• _WHAT IS REQUIRED_: Only a number is wanted here: the number of lines of the data that include "with".

• _RECORD EXCERPTS_:
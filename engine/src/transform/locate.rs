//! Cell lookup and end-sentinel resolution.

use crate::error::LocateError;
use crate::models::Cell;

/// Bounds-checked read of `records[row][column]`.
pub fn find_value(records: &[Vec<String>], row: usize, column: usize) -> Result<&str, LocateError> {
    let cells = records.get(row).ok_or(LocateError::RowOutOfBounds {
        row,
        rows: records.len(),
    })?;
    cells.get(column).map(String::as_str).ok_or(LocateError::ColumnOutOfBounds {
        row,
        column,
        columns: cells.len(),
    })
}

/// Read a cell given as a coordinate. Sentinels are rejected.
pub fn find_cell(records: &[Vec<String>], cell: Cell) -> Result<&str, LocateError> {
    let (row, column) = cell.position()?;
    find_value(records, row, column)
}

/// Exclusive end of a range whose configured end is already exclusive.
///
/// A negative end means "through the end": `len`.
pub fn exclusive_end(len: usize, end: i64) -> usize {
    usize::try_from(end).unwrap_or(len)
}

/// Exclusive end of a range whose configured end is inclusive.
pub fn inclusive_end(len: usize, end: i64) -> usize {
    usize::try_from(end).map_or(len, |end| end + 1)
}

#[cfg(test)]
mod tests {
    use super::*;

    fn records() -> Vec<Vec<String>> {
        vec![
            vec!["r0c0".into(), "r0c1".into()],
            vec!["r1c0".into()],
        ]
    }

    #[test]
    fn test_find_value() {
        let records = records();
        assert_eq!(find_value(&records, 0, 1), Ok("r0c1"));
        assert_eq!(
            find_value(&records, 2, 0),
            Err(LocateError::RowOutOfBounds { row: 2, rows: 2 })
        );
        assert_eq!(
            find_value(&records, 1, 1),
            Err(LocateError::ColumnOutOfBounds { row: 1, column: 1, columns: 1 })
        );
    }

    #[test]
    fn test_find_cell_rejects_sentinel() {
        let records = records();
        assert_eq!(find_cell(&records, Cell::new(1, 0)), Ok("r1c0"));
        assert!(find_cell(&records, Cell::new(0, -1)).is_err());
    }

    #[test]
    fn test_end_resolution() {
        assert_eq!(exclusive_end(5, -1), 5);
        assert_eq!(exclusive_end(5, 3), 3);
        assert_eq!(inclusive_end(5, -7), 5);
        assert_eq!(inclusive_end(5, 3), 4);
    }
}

...

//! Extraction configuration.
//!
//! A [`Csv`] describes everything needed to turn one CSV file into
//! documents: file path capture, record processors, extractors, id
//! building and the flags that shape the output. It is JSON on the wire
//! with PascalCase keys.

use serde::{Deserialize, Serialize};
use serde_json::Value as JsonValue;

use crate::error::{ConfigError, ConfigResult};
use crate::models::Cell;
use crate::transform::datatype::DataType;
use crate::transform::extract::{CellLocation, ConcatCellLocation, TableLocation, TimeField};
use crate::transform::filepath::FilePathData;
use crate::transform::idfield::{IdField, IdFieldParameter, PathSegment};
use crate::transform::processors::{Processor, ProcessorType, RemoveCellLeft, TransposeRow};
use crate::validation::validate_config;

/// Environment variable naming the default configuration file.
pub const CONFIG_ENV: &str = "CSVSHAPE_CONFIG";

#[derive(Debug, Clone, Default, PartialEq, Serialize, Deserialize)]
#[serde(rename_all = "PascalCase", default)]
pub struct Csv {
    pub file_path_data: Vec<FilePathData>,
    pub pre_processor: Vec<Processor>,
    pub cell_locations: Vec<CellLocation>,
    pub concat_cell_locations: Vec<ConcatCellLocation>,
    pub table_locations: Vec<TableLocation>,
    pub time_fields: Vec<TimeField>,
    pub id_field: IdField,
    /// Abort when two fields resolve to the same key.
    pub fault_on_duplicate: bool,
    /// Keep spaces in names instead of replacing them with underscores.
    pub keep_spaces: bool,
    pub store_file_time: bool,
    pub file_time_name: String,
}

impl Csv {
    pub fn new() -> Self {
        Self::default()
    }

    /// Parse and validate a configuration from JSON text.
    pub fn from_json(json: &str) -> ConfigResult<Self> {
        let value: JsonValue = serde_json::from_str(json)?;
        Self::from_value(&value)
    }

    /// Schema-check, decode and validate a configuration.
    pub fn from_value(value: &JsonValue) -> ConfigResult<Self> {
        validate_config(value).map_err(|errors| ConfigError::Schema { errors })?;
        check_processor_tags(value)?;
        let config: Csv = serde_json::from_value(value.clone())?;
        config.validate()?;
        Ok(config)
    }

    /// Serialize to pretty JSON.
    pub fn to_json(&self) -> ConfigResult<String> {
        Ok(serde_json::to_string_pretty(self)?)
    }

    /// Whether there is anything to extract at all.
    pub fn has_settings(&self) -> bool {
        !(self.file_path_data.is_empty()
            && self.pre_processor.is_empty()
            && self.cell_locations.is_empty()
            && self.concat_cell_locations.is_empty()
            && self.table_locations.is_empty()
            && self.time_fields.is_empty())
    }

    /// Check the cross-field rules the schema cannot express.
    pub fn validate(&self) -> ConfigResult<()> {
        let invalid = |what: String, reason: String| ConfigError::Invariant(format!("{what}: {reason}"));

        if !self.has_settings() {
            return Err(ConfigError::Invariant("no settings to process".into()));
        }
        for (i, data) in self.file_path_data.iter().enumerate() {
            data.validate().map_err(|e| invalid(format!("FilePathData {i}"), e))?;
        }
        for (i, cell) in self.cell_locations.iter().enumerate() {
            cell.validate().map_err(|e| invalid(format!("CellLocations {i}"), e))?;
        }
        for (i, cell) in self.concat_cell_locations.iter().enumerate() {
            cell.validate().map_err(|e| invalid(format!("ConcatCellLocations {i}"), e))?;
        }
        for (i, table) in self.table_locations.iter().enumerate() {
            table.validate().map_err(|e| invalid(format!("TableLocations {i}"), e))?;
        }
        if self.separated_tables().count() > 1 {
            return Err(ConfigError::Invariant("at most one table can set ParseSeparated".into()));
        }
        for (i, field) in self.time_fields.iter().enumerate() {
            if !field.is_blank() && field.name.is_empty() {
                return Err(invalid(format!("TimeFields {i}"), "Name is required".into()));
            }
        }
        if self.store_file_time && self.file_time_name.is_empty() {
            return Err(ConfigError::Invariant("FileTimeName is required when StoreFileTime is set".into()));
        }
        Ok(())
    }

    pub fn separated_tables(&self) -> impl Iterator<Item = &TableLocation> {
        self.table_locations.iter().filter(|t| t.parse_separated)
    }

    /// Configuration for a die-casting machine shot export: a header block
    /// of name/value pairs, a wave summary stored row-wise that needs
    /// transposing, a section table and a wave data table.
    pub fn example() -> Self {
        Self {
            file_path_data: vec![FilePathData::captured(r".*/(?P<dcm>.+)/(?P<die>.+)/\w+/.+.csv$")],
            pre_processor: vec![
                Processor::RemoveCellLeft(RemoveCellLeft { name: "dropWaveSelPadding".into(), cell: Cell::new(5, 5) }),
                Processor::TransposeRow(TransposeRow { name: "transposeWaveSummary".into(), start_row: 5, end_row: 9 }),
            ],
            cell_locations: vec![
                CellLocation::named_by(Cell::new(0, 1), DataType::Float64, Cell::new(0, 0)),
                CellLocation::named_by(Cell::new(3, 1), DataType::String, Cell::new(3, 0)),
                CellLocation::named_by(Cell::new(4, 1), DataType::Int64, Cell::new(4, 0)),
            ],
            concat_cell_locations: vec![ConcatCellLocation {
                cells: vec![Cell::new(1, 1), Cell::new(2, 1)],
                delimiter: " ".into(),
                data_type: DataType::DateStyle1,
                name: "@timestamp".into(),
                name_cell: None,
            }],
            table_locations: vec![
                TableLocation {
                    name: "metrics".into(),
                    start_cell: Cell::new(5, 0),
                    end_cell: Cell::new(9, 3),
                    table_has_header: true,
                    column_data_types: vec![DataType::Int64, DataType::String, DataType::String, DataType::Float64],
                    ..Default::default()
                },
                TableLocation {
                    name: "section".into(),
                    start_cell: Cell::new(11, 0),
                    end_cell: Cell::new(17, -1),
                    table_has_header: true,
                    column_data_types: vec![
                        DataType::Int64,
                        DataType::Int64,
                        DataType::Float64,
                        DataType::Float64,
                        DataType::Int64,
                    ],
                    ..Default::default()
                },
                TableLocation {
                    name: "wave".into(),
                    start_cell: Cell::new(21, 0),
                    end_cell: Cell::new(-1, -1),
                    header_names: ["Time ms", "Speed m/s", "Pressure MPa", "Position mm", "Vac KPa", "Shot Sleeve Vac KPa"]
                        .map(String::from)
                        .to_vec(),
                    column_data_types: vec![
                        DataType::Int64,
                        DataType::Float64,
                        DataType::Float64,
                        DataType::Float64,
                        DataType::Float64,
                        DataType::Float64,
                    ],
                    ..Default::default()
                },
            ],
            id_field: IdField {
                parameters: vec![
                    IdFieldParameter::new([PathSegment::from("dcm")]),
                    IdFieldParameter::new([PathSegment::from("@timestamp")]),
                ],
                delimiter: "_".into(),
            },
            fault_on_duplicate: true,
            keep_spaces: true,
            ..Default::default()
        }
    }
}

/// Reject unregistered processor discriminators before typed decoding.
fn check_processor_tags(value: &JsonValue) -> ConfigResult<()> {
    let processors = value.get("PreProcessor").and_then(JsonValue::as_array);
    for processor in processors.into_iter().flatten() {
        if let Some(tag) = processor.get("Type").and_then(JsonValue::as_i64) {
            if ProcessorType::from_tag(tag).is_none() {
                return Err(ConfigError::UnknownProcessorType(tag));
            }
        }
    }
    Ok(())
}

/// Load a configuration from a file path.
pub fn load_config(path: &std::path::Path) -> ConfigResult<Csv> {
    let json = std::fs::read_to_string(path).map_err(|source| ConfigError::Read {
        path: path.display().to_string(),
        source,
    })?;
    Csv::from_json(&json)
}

• _WRITTEN ANSWER_: 2